Comme je comprends les détracteurs des œuvres nauséabondes du groupe. Une série de parasites, de calomnies, de catastrophes soit disant musicales qui ont fait leur nom... Ah l'appât du gain...
Slipknot est devenu un condensé d'autoparodie. Et ce sont ces critiques totalitaires que j’ai moi-même prononcées et qui m’ont totalement désintéressé de Mate, Feed,
Kill, Repeat… C’est ce disque qui leur a valu l’attention du label Roadrunner, vendu en un demi millier d’exemplaires dont les rares restant sur le marché se voient aujourd’hui légués en échange d’une somme astronomique. Et à force de donner la nausée, les pustules et la jaunisse aux metalhead et de récolter des 5/20 sur spirit-of-metal, qui serait assez fou pour trouer son compte en banque en l’honneur d’une grosse blague comme celle-là ?
Pourtant ce disque est arrivé chez moi, peu après l’écoute de
Iowa, sans doute leur pièce la plus minable qui donnerait à elle seule toute fondation nécessaire aux arguments précités.
Et après son écoute, je me devais de le chroniquer. Pourquoi ? La réponse est simple : Parce que j’adore les contrastes les plus flagrants. Et celui-ci en est un exemple d’une taille monumentale au point de me poser cette question : « Est-ce vraiment un disque de
Slipknot ? »
Car avec Mate, Feed,
Kill, Repeat, toute caractéristique propre au groupe se voit disséminée.

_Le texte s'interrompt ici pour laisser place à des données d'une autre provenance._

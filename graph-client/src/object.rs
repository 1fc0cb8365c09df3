//! Response types decoded from the graph API.

use serde::{Deserialize, Deserializer, Serialize};
use serde_json::{Map, Value};
use std::collections::BTreeMap;

use crate::error::GraphError;

/// Any entity returned by the API (user, page, post, comment)
///
/// Field access returns `None` both for missing keys and for JSON `null`.
#[derive(Debug, Clone, Default, PartialEq, Serialize, Deserialize)]
#[serde(transparent)]
pub struct GraphObject(Map<String, Value>);

impl GraphObject {
    pub fn new(fields: Map<String, Value>) -> Self {
        Self(fields)
    }

    pub fn get(&self, key: &str) -> Option<&Value> {
        self.0.get(key).filter(|value| !value.is_null())
    }

    pub fn get_str(&self, key: &str) -> Option<&str> {
        self.get(key).and_then(Value::as_str)
    }

    /// Object identifier; the API reports numeric ids as strings
    pub fn id(&self) -> Option<&str> {
        self.get_str("id")
    }

    pub fn name(&self) -> Option<&str> {
        self.get_str("name")
    }

    pub fn message(&self) -> Option<&str> {
        self.get_str("message")
    }

    pub fn contains_key(&self, key: &str) -> bool {
        self.get(key).is_some()
    }

    /// Number of non-null fields
    pub fn len(&self) -> usize {
        self.iter().count()
    }

    pub fn is_empty(&self) -> bool {
        self.iter().next().is_none()
    }

    /// Non-null fields, in key order
    pub fn iter(&self) -> impl Iterator<Item = (&String, &Value)> {
        self.0.iter().filter(|(_, value)| !value.is_null())
    }

    pub fn into_inner(self) -> Map<String, Value> {
        self.0
    }
}

impl From<Map<String, Value>> for GraphObject {
    fn from(fields: Map<String, Value>) -> Self {
        Self(fields)
    }
}

/// Paging links attached to a connection
#[derive(Debug, Clone, Default, PartialEq, Eq, Serialize, Deserialize)]
pub struct Paging {
    #[serde(default, skip_serializing_if = "Option::is_none")]
    pub previous: Option<String>,
    #[serde(default, skip_serializing_if = "Option::is_none")]
    pub next: Option<String>,
}

/// One-to-many relationship (e.g. "likes") or a search result
#[derive(Debug, Clone, Default, PartialEq, Serialize, Deserialize)]
pub struct Connection {
    /// Always a sequence: a missing or `null` "data" decodes as empty
    #[serde(default, deserialize_with = "null_as_empty")]
    pub data: Vec<GraphObject>,
    #[serde(default, skip_serializing_if = "Option::is_none")]
    pub paging: Option<Paging>,
}

impl Connection {
    pub fn data(&self) -> &[GraphObject] {
        &self.data
    }

    pub fn len(&self) -> usize {
        self.data.len()
    }

    pub fn is_empty(&self) -> bool {
        self.data.is_empty()
    }

    pub fn next_page_url(&self) -> Option<&str> {
        self.paging.as_ref().and_then(|paging| paging.next.as_deref())
    }
}

fn null_as_empty<'de, D>(deserializer: D) -> Result<Vec<GraphObject>, D::Error>
where
    D: Deserializer<'de>,
{
    Ok(Option::<Vec<GraphObject>>::deserialize(deserializer)?.unwrap_or_default())
}

/// Auxiliary fields merged into a wall post (name, link, caption, ...)
#[derive(Debug, Clone, Default, PartialEq, Eq)]
pub struct Attachment(BTreeMap<String, String>);

impl Attachment {
    /// Keys the client sets itself; an attachment may not override them
    pub const RESERVED_KEYS: [&'static str; 2] = ["message", "access_token"];

    pub fn new() -> Self {
        Self::default()
    }

    pub fn with(mut self, key: impl Into<String>, value: impl Into<String>) -> Self {
        self.0.insert(key.into(), value.into());
        self
    }

    pub fn insert(&mut self, key: impl Into<String>, value: impl Into<String>) {
        self.0.insert(key.into(), value.into());
    }

    pub fn get(&self, key: &str) -> Option<&str> {
        self.0.get(key).map(String::as_str)
    }

    pub fn iter(&self) -> impl Iterator<Item = (&str, &str)> {
        self.0.iter().map(|(k, v)| (k.as_str(), v.as_str()))
    }

    pub fn is_empty(&self) -> bool {
        self.0.is_empty()
    }

    pub fn reserved_key(&self) -> Option<&str> {
        self.0
            .keys()
            .map(String::as_str)
            .find(|key| Self::RESERVED_KEYS.contains(key))
    }

    /// True when every attachment field is present and equal in `object`
    pub fn is_reflected_in(&self, object: &GraphObject) -> bool {
        self.iter().all(|(key, value)| object.get_str(key) == Some(value))
    }
}

impl<K: Into<String>, V: Into<String>> FromIterator<(K, V)> for Attachment {
    fn from_iter<I: IntoIterator<Item = (K, V)>>(iter: I) -> Self {
        Self(iter.into_iter().map(|(k, v)| (k.into(), v.into())).collect())
    }
}

/// Result of a multi-object fetch: resolved objects plus per-identifier failures
#[derive(Debug, Default)]
pub struct ObjectBatch {
    pub objects: BTreeMap<String, GraphObject>,
    pub failures: BTreeMap<String, GraphError>,
}

impl ObjectBatch {
    /// Number of resolved objects
    pub fn len(&self) -> usize {
        self.objects.len()
    }

    pub fn is_empty(&self) -> bool {
        self.objects.is_empty()
    }

    pub fn get(&self, identifier: &str) -> Option<&GraphObject> {
        self.objects.get(identifier)
    }

    pub fn failure(&self, identifier: &str) -> Option<&GraphError> {
        self.failures.get(identifier)
    }

    pub fn is_complete(&self) -> bool {
        self.failures.is_empty()
    }
}
//! Error taxonomy for graph API calls.
//!
//! Every [`GraphError`] carries an [`ErrorContext`] naming the operation, the
//! identifier it targeted and the HTTP status (when a response was received).

use reqwest::StatusCode;
use serde::Deserialize;
use std::fmt;

/// Client operation that produced an error
#[derive(Debug, Clone, Copy, PartialEq, Eq)]
pub enum Operation {
    FetchObject,
    FetchObjects,
    FetchConnection,
    PublishPost,
    PublishComment,
    PublishLike,
    DeleteObject,
    Search,
    NextPage,
}

impl Operation {
    /// Writes mutate remote state and are never replayed after the server saw them
    pub fn is_write(self) -> bool {
        matches!(
            self,
            Operation::PublishPost
                | Operation::PublishComment
                | Operation::PublishLike
                | Operation::DeleteObject
        )
    }
}

impl fmt::Display for Operation {
    fn fmt(&self, f: &mut fmt::Formatter<'_>) -> fmt::Result {
        let name = match self {
            Operation::FetchObject => "fetch_object",
            Operation::FetchObjects => "fetch_objects",
            Operation::FetchConnection => "fetch_connection",
            Operation::PublishPost => "publish_post",
            Operation::PublishComment => "publish_comment",
            Operation::PublishLike => "publish_like",
            Operation::DeleteObject => "delete_object",
            Operation::Search => "search",
            Operation::NextPage => "next_page",
        };
        f.write_str(name)
    }
}

/// Where an error happened: operation, target identifier, HTTP status
#[derive(Debug, Clone, PartialEq, Eq)]
pub struct ErrorContext {
    pub operation: Operation,
    pub target: String,
    pub status: Option<u16>,
}

impl ErrorContext {
    pub fn new(operation: Operation, target: impl Into<String>) -> Self {
        Self {
            operation,
            target: target.into(),
            status: None,
        }
    }

    pub fn with_status(mut self, status: StatusCode) -> Self {
        self.status = Some(status.as_u16());
        self
    }
}

impl fmt::Display for ErrorContext {
    fn fmt(&self, f: &mut fmt::Formatter<'_>) -> fmt::Result {
        write!(f, "{} '{}'", self.operation, self.target)?;
        if let Some(status) = self.status {
            write!(f, " (HTTP {})", status)?;
        }
        Ok(())
    }
}

/// Broad failure class, used for retry decisions and test assertions
#[derive(Debug, Clone, Copy, PartialEq, Eq)]
pub enum ErrorKind {
    Auth,
    NotFound,
    Validation,
    Transient,
    Unexpected,
}

#[derive(Debug, thiserror::Error)]
pub enum GraphError {
    #[error("authorization failed for {context}: {message}")]
    Auth { context: ErrorContext, message: String },

    #[error("not found: {context}: {message}")]
    NotFound { context: ErrorContext, message: String },

    #[error("invalid request for {context}: {message}")]
    Validation { context: ErrorContext, message: String },

    #[error("transient failure for {context} after {attempts} attempt(s): {message}")]
    Transient {
        context: ErrorContext,
        attempts: u32,
        message: String,
    },

    #[error("unexpected response for {context}: {message}")]
    Unexpected { context: ErrorContext, message: String },
}

impl GraphError {
    pub(crate) fn of_kind(kind: ErrorKind, context: ErrorContext, message: String) -> Self {
        match kind {
            ErrorKind::Auth => GraphError::Auth { context, message },
            ErrorKind::NotFound => GraphError::NotFound { context, message },
            ErrorKind::Validation => GraphError::Validation { context, message },
            ErrorKind::Transient => GraphError::Transient {
                context,
                attempts: 1,
                message,
            },
            ErrorKind::Unexpected => GraphError::Unexpected { context, message },
        }
    }

    pub(crate) fn validation(operation: Operation, target: &str, message: impl Into<String>) -> Self {
        GraphError::Validation {
            context: ErrorContext::new(operation, target),
            message: message.into(),
        }
    }

    pub(crate) fn missing_token(operation: Operation, target: &str) -> Self {
        GraphError::Auth {
            context: ErrorContext::new(operation, target),
            message: "no access token configured; writes require a credential".to_string(),
        }
    }

    pub fn kind(&self) -> ErrorKind {
        match self {
            GraphError::Auth { .. } => ErrorKind::Auth,
            GraphError::NotFound { .. } => ErrorKind::NotFound,
            GraphError::Validation { .. } => ErrorKind::Validation,
            GraphError::Transient { .. } => ErrorKind::Transient,
            GraphError::Unexpected { .. } => ErrorKind::Unexpected,
        }
    }

    pub fn context(&self) -> &ErrorContext {
        match self {
            GraphError::Auth { context, .. }
            | GraphError::NotFound { context, .. }
            | GraphError::Validation { context, .. }
            | GraphError::Transient { context, .. }
            | GraphError::Unexpected { context, .. } => context,
        }
    }

    pub fn is_not_found(&self) -> bool {
        self.kind() == ErrorKind::NotFound
    }

    pub fn is_auth(&self) -> bool {
        self.kind() == ErrorKind::Auth
    }

    pub fn is_transient(&self) -> bool {
        self.kind() == ErrorKind::Transient
    }
}

/// `{"error": {...}}` envelope returned by the graph API on failure
#[derive(Debug, Deserialize)]
struct ErrorEnvelope {
    error: ApiErrorBody,
}

#[derive(Debug, Default, Deserialize)]
pub(crate) struct ApiErrorBody {
    #[serde(default)]
    pub message: Option<String>,
    #[serde(default, rename = "type")]
    pub error_type: Option<String>,
    #[serde(default)]
    pub code: Option<i64>,
    #[serde(default)]
    pub error_subcode: Option<i64>,
}

impl ApiErrorBody {
    /// Parse an error body, tolerating non-JSON responses
    pub(crate) fn parse(body: &str) -> Option<Self> {
        serde_json::from_str::<ErrorEnvelope>(body)
            .ok()
            .map(|envelope| envelope.error)
    }

    fn describe(&self) -> String {
        let message = self.message.as_deref().unwrap_or("no message");
        match (&self.error_type, self.code) {
            (Some(kind), Some(code)) => format!("{} (#{}): {}", kind, code, message),
            (Some(kind), None) => format!("{}: {}", kind, message),
            (None, Some(code)) => format!("(#{}) {}", code, message),
            (None, None) => message.to_string(),
        }
    }
}

/// Classify a non-success response into an error kind plus a diagnostic message
pub(crate) fn classify(status: StatusCode, body: &str) -> (ErrorKind, String) {
    let api_error = ApiErrorBody::parse(body);
    let message = match &api_error {
        Some(err) => err.describe(),
        None if body.trim().is_empty() => status.to_string(),
        None => truncate(body, 256),
    };

    let kind = match status {
        StatusCode::UNAUTHORIZED | StatusCode::FORBIDDEN => ErrorKind::Auth,
        StatusCode::NOT_FOUND => ErrorKind::NotFound,
        StatusCode::TOO_MANY_REQUESTS => ErrorKind::Transient,
        s if s.is_server_error() => ErrorKind::Transient,
        _ => api_error
            .as_ref()
            .map(kind_from_api_error)
            .unwrap_or(ErrorKind::Validation),
    };

    (kind, message)
}

fn kind_from_api_error(err: &ApiErrorBody) -> ErrorKind {
    let missing = err
        .message
        .as_deref()
        .map(|m| m.contains("does not exist") || m.contains("Unknown path components"))
        .unwrap_or(false);

    match err.code {
        Some(803) => ErrorKind::NotFound,
        Some(100) | Some(2500) if missing => ErrorKind::NotFound,
        Some(10) | Some(102) | Some(190) | Some(2500) => ErrorKind::Auth,
        Some(code) if (200..300).contains(&code) => ErrorKind::Auth,
        Some(1) | Some(2) | Some(4) | Some(17) | Some(341) => ErrorKind::Transient,
        Some(_) => ErrorKind::Validation,
        None if missing => ErrorKind::NotFound,
        None if err.error_type.as_deref() == Some("OAuthException") => ErrorKind::Auth,
        None => ErrorKind::Validation,
    }
}

fn truncate(text: &str, max_chars: usize) -> String {
    match text.char_indices().nth(max_chars) {
        Some((idx, _)) => format!("{}...", &text[..idx]),
        None => text.to_string(),
    }
}
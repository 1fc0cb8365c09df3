//! Transport retry bound with linear backoff.

use std::time::Duration;

/// How many times a transient transport failure is replayed
#[derive(Debug, Clone, Copy, PartialEq, Eq)]
pub struct RetryPolicy {
    /// Retries after the first attempt
    pub max_retries: u32,
    /// Delay before retry `n` is `backoff_step * n`
    pub backoff_step: Duration,
}

impl Default for RetryPolicy {
    fn default() -> Self {
        Self {
            max_retries: 2,
            backoff_step: Duration::from_millis(500),
        }
    }
}

impl RetryPolicy {
    pub const fn none() -> Self {
        Self {
            max_retries: 0,
            backoff_step: Duration::ZERO,
        }
    }

    pub fn max_attempts(&self) -> u32 {
        self.max_retries.saturating_add(1)
    }

    /// Whether another attempt may follow attempt number `attempt` (1-based)
    pub fn allows_retry_after(&self, attempt: u32) -> bool {
        attempt < self.max_attempts()
    }

    pub fn delay_before_retry(&self, retry: u32) -> Duration {
        self.backoff_step.saturating_mul(retry)
    }

    pub(crate) async fn wait(&self, retry: u32) {
        let delay = self.delay_before_retry(retry);
        if !delay.is_zero() {
            tokio::time::sleep(delay).await;
        }
    }
}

Imaginez monsieur X découvrant le groupe avec cet album, les premiers qualificatifs qu’il lui attribuerait seraient ceux-ci : technique, aventureux, original, sincère et inquiétant. 5 mots que vous n’utiliserez jamais pour décrire les œuvres suivantes sans en blasphémer le metal.
Oui, ce premier opus n’a strictement rien à voir avec la suite de l’histoire.
Il n’a d’abord rien d’un neo-metal, tout laisse à penser qu’on a affaire avec une œuvre de Death metal clownesque expérimentée à l’extrême au point de friser l’incompréhensible.
Slipknot a ici créé un disque profondément déjanté, y a bazardé une tonne d’influences plus insolites et inimaginables les unes que les autres, y a formé un grand n’importe quoi au point de faire de ce disque un album conceptuel en vertu duquel création, imagination et anticonformisme sont les maîtres mots. Totalement incroyable !!
Mais vrai ! Et ces quelques mots ne sont même pas en mesure de décrire parfaitement la galette tant celle-ci jouit d’une diversité et d’un caractère indescriptibles. Concentrons-nous donc sur le détail.
Tout d’abord ce line-up. On remarquera l’absence de quelques membres : Mike
Thompson et James Roots tout deux actuellement guitaristes, Chris Fehn aux percussions et... cet abruti de
Corey Taylor !! Au contraire, trois autres noms font leur apparition : Anders Colsefini au chant guttural typiquement death et percussions, Josh Brainard et Donnies Steele en tant que guitaristes.
L’album n’a pas été produit sous un label apparent. En gros, pas de multipiste surdimensionné pour feinter le résultat musical. Les guitares sont grasses, pourvues d’un grain bourru et poisseux offrant au disque une texture bien plus sombre. En gros,
Slipknot ne joue pas encore avec le caisson de basse et l’égaliseur digital, il préfère les pétarades bien lourdes, les cuirs et l’huile de moteur. Réjouissance en ce qui me concerne.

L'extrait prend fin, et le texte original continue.